How many of the lines in the material underneath include the string "verified"? State the number only.
━━━━
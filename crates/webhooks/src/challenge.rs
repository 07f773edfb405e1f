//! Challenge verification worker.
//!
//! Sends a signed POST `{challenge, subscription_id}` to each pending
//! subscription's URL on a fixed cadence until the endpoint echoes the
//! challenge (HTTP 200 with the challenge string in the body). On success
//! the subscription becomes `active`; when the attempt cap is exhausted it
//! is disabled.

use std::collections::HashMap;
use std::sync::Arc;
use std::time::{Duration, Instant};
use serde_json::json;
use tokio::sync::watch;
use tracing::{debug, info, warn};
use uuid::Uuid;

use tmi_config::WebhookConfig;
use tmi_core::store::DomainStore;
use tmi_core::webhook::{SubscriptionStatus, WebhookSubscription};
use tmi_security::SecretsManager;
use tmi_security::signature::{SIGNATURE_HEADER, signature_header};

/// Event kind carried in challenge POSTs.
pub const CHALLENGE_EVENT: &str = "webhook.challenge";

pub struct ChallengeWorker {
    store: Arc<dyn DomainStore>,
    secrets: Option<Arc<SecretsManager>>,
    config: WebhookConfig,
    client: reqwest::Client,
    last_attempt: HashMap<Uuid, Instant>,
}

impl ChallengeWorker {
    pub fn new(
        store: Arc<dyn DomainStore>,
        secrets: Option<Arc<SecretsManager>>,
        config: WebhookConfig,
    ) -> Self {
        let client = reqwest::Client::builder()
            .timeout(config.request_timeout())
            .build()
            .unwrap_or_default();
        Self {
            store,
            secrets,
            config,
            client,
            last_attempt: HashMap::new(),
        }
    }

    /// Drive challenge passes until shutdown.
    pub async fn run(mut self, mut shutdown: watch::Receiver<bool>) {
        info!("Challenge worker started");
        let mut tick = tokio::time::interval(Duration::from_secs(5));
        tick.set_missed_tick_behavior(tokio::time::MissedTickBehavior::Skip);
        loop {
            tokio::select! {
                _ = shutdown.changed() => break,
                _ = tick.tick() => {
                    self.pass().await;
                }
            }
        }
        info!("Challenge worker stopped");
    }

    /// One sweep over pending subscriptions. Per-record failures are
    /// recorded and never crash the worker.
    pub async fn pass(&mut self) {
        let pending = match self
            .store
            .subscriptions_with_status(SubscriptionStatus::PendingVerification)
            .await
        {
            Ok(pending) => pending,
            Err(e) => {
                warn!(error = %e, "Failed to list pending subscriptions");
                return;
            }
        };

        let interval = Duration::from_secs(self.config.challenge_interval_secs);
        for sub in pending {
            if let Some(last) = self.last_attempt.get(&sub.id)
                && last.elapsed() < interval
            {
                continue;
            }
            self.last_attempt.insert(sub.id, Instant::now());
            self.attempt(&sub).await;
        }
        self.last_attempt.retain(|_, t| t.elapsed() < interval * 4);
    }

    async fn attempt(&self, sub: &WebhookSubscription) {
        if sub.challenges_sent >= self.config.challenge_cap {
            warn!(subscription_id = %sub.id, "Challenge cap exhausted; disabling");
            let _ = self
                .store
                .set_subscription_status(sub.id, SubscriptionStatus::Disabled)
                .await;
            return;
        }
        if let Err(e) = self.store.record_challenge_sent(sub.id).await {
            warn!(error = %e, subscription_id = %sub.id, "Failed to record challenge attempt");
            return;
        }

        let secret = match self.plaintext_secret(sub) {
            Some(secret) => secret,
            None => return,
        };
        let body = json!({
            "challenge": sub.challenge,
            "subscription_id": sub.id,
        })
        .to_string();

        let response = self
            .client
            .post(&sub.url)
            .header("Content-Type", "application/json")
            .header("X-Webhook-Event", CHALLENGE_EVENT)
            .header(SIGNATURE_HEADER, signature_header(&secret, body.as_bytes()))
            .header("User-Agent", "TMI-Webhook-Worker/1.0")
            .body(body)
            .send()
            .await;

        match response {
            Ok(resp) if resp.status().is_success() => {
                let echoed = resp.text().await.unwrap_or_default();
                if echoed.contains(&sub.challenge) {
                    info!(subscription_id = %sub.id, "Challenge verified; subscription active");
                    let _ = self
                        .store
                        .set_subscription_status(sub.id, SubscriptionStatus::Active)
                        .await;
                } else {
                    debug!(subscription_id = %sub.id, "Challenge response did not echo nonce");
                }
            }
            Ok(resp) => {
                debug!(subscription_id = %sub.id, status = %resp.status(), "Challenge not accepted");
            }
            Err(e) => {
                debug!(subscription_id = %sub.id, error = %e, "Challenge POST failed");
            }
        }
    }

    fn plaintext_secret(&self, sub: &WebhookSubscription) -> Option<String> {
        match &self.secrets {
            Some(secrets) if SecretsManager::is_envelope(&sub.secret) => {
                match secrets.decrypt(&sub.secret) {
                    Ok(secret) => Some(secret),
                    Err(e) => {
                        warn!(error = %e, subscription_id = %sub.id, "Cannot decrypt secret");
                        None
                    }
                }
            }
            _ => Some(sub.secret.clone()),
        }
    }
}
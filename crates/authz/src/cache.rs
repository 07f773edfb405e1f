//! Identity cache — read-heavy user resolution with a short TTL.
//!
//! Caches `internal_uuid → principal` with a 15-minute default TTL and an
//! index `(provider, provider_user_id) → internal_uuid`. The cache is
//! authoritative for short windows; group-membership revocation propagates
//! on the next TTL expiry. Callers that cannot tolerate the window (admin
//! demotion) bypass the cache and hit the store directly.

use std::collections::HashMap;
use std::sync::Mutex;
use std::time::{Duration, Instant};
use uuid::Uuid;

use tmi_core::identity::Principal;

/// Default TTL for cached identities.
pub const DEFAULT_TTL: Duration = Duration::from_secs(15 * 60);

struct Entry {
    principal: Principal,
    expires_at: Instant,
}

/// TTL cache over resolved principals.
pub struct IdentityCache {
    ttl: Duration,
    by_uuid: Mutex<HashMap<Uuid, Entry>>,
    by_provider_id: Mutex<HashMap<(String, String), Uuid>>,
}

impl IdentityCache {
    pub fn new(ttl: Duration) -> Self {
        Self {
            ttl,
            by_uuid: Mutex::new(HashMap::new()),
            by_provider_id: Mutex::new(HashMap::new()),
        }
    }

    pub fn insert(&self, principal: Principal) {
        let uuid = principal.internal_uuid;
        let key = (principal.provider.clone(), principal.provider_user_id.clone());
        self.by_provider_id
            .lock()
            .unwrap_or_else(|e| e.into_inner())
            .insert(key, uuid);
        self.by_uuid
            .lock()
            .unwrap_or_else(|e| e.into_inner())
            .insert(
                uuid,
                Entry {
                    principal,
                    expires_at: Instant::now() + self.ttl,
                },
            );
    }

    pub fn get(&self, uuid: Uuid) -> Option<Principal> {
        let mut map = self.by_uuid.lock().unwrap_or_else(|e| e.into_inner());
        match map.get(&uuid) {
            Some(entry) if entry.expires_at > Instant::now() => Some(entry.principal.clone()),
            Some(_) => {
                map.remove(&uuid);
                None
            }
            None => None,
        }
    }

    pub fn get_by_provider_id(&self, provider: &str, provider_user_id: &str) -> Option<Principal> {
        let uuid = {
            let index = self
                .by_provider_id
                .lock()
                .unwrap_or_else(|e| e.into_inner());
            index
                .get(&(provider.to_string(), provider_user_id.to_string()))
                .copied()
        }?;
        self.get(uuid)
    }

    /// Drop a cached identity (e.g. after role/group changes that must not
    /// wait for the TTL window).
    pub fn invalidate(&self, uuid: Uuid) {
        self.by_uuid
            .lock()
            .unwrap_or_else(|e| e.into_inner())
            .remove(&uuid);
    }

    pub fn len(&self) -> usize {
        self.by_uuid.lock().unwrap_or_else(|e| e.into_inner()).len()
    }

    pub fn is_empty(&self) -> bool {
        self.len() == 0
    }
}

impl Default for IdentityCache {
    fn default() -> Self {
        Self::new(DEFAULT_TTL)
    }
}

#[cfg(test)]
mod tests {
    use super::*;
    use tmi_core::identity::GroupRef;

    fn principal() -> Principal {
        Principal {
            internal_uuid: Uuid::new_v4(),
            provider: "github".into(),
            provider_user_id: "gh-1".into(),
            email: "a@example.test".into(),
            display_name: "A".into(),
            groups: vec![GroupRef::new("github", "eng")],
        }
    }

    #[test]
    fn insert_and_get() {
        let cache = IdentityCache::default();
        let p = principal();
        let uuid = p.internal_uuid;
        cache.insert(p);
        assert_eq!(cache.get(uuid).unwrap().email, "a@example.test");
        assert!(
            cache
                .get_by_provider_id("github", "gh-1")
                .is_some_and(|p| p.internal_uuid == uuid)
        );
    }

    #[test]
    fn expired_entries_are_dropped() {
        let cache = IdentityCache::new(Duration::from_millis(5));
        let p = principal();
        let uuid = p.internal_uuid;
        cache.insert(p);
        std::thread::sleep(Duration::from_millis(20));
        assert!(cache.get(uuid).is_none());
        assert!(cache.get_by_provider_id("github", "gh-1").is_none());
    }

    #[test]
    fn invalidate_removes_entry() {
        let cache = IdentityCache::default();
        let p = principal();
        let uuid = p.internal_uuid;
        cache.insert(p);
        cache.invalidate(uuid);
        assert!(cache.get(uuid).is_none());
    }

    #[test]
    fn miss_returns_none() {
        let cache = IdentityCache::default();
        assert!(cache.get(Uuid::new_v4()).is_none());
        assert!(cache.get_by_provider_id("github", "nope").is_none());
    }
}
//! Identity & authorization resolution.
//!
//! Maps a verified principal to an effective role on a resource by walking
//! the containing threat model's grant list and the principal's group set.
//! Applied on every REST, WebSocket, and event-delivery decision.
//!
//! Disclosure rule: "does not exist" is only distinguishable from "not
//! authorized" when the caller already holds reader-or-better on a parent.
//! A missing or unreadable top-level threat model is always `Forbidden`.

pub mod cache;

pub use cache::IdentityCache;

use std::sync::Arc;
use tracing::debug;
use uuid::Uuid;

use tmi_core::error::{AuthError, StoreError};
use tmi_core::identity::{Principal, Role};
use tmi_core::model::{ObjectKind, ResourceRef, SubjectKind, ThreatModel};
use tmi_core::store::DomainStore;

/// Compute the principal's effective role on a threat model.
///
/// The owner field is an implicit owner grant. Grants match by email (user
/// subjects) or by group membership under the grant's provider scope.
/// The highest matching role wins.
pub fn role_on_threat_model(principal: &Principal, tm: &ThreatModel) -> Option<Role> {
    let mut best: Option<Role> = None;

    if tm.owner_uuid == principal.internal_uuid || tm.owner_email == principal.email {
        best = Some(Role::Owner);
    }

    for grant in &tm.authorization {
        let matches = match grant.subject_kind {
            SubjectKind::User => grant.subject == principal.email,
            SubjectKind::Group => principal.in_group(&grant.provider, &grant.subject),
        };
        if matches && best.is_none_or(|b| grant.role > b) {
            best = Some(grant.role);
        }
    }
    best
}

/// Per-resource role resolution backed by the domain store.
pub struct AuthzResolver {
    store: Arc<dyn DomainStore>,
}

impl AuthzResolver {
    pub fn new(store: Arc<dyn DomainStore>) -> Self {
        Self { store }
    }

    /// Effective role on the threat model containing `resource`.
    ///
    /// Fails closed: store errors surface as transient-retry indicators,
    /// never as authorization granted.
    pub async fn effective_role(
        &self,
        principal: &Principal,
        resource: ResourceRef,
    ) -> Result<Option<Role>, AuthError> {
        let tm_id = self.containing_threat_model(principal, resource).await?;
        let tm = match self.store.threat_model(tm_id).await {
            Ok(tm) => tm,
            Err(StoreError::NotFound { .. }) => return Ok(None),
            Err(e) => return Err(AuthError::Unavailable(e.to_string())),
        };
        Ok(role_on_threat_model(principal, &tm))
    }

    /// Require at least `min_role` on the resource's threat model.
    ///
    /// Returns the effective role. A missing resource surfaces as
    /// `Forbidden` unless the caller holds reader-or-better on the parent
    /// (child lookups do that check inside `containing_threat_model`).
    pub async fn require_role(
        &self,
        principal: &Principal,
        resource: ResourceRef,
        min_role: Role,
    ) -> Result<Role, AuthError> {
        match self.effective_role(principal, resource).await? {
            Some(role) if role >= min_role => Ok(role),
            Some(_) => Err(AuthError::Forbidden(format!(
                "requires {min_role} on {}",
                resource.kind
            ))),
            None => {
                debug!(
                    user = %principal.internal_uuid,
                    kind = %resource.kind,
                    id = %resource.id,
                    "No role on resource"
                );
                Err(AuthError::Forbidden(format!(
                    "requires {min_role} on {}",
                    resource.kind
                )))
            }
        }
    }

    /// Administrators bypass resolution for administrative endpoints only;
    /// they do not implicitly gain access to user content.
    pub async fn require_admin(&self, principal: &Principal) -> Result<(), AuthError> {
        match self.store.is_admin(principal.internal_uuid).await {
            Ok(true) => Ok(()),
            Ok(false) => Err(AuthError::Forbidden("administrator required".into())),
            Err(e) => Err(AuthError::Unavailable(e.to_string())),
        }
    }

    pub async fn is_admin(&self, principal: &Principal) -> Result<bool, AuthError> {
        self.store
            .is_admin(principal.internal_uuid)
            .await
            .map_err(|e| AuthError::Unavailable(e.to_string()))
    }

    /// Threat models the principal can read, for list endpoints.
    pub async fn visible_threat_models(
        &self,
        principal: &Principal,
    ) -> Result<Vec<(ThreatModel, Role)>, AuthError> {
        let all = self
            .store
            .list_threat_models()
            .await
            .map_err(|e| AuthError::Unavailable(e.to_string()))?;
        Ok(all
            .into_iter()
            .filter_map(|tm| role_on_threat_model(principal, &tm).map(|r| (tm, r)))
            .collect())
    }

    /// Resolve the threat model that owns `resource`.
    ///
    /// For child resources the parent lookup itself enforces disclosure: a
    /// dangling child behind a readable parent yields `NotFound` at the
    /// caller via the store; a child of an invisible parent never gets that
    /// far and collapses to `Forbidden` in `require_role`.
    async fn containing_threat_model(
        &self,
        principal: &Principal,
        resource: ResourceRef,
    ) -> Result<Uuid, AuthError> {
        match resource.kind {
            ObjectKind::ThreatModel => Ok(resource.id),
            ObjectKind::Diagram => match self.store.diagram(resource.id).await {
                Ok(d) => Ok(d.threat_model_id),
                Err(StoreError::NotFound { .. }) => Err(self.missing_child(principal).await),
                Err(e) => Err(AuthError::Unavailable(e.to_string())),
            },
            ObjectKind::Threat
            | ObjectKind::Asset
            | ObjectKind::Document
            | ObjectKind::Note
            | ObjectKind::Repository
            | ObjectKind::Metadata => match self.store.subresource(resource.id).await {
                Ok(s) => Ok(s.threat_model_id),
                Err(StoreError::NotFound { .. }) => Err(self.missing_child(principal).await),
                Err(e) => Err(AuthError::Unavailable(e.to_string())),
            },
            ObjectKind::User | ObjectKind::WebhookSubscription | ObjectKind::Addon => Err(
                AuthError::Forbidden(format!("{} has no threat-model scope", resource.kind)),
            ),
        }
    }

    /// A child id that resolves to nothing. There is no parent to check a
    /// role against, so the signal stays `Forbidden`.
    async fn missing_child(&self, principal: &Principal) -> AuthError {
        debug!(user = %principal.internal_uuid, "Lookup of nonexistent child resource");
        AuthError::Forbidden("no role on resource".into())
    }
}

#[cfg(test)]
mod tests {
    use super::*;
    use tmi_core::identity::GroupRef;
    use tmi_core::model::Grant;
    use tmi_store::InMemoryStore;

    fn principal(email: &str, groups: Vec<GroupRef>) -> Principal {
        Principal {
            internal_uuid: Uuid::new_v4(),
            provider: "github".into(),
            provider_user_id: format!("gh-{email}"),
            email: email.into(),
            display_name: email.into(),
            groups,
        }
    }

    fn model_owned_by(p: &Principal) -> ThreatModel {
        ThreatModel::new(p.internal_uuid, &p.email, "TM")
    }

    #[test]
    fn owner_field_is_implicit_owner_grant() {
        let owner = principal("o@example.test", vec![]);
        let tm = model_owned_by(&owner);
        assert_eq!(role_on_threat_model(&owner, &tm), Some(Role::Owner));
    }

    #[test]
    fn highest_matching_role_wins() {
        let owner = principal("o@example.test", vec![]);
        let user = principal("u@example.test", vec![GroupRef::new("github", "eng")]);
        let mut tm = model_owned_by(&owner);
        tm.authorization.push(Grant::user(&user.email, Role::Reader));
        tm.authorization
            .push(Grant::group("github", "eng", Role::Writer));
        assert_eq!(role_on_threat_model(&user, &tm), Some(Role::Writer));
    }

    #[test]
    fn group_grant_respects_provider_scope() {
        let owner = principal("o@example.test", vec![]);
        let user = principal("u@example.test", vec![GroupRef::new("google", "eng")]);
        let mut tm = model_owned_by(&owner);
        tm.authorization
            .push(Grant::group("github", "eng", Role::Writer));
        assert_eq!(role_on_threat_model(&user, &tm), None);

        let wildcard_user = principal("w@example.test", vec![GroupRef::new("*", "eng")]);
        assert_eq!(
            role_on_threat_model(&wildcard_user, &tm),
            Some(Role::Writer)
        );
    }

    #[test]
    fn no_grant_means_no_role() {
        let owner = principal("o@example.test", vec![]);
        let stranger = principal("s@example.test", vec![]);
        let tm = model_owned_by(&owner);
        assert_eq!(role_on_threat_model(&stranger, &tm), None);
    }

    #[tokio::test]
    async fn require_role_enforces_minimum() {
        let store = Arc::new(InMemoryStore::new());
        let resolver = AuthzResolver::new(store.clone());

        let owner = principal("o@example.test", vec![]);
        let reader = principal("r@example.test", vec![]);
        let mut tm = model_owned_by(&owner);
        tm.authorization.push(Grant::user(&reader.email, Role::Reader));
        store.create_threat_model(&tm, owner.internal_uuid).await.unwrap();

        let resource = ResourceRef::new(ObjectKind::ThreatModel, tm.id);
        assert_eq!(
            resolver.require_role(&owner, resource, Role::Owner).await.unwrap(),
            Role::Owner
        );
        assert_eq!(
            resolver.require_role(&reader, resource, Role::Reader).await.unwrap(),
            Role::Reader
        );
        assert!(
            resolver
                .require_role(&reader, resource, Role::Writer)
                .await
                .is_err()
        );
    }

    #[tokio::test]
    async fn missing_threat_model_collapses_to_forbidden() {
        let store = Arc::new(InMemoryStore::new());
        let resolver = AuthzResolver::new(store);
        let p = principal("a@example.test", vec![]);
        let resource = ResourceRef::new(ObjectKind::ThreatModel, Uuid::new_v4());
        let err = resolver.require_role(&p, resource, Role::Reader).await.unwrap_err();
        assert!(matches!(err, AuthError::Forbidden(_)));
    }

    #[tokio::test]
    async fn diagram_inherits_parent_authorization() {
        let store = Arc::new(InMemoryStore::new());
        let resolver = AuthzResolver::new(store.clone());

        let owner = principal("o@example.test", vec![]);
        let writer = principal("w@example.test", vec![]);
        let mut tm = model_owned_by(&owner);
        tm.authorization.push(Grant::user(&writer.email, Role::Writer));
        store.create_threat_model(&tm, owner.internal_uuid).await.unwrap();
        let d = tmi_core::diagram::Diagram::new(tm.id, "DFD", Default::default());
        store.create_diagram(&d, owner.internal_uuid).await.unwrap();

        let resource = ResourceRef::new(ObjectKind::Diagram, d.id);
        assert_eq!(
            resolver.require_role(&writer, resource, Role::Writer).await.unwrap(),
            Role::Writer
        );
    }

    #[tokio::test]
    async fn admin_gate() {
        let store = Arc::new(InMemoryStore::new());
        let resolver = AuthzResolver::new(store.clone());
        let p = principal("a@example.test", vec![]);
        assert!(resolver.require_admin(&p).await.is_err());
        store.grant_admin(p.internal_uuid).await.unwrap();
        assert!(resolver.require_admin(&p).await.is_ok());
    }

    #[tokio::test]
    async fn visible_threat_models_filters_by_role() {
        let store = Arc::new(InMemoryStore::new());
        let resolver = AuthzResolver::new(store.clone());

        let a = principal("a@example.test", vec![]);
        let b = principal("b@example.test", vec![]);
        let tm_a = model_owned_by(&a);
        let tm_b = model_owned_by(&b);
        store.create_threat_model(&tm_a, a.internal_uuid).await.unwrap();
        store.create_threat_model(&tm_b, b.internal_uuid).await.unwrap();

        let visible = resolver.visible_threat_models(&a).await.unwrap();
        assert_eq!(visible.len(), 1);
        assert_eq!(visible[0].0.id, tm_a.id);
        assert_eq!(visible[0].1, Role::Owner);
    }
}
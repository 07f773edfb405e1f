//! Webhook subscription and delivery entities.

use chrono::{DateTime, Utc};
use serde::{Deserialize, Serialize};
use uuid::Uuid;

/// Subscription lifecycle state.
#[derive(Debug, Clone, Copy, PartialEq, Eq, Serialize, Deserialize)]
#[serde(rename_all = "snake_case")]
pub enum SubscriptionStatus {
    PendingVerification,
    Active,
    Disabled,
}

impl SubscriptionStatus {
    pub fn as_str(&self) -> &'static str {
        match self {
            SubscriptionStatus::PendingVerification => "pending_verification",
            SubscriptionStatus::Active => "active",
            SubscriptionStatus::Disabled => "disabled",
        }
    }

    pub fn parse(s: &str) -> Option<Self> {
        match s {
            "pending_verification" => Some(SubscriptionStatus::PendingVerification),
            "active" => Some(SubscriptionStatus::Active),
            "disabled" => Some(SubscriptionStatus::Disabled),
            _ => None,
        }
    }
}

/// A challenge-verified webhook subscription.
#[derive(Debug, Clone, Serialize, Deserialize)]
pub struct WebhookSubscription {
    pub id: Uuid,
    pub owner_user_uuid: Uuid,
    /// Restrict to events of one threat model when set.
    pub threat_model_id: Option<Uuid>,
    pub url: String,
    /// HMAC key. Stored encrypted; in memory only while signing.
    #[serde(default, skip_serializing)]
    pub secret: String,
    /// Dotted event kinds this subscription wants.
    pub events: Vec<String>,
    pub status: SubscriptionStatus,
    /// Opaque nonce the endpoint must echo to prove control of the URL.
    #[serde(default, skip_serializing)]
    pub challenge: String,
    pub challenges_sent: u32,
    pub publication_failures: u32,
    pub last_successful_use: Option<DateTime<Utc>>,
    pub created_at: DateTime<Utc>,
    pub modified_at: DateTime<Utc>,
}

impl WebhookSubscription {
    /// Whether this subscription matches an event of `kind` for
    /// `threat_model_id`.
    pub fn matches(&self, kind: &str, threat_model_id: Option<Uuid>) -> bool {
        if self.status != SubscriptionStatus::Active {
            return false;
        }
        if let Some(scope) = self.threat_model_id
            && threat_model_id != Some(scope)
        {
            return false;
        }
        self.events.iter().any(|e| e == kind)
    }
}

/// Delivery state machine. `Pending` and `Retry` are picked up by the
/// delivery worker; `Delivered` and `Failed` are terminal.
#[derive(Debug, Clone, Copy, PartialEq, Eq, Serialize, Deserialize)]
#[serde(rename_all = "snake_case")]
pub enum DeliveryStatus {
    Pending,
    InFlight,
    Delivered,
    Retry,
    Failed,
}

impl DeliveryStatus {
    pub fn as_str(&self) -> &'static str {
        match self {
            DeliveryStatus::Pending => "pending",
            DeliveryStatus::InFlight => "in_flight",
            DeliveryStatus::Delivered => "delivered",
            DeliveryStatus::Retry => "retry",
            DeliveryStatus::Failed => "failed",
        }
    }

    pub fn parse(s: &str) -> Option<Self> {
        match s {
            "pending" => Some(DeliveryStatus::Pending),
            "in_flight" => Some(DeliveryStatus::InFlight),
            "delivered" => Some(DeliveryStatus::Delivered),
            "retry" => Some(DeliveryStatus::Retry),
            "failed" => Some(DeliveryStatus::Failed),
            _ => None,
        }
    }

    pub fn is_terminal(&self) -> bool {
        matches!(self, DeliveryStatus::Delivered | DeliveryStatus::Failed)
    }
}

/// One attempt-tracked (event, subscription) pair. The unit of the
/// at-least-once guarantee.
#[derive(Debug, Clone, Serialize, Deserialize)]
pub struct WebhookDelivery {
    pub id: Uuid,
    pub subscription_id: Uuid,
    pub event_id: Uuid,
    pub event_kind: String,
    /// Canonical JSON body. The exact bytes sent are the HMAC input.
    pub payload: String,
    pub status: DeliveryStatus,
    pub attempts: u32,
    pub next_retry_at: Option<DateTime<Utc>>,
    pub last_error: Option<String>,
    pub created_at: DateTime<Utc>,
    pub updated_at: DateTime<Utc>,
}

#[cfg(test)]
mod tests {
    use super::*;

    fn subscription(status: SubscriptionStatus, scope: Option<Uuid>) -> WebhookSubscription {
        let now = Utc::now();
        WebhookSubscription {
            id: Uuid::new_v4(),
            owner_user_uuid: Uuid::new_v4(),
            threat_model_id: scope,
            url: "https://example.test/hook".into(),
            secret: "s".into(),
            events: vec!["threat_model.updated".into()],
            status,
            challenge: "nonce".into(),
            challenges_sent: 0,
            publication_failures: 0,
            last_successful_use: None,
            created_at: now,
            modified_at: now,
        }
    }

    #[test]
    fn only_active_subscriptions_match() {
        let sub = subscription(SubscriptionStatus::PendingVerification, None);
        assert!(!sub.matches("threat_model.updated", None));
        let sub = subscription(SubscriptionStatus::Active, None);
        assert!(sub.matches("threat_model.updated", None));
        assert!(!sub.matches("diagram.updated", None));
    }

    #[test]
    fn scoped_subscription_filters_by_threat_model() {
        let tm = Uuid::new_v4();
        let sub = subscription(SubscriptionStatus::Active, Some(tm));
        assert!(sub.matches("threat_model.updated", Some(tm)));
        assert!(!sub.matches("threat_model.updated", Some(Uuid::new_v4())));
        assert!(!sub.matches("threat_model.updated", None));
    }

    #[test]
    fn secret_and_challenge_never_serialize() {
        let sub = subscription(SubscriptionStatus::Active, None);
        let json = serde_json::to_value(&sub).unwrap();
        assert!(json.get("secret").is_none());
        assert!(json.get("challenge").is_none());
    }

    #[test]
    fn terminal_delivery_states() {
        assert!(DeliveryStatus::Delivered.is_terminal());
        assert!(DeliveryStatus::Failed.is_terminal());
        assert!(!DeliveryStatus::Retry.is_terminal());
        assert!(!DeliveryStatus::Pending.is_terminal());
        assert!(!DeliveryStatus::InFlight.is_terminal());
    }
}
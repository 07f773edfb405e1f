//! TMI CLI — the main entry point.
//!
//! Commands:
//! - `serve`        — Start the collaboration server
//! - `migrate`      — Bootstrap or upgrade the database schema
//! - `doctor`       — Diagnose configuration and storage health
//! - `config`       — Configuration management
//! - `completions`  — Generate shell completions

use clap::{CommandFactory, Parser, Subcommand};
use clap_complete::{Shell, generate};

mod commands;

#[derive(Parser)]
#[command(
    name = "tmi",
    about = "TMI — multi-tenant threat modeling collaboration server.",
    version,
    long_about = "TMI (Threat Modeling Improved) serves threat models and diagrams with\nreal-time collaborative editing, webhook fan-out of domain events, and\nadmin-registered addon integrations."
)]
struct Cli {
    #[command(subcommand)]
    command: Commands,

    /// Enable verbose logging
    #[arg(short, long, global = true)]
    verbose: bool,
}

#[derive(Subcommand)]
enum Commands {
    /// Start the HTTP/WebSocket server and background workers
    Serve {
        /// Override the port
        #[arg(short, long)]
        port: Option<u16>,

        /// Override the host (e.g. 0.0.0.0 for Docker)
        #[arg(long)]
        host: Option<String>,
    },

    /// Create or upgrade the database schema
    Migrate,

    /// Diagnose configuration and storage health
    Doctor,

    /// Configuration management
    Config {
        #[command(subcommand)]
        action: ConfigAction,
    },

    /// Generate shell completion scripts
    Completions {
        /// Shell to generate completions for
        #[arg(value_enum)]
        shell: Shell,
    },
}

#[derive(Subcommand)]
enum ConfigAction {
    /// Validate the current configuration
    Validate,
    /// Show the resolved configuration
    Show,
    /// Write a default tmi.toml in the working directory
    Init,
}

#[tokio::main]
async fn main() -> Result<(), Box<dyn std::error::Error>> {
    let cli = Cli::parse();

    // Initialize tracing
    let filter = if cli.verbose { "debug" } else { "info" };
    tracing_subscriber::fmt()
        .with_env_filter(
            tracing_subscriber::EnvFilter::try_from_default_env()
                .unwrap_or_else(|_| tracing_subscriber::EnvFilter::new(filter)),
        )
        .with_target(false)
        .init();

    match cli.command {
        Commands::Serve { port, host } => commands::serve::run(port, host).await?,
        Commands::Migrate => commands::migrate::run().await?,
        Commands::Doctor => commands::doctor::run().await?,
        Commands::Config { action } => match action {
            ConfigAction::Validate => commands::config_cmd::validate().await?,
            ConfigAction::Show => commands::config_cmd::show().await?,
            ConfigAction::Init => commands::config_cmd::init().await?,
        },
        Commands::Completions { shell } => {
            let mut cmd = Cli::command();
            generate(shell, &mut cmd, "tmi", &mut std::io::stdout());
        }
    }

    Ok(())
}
━━━━
[OUTPUT]
3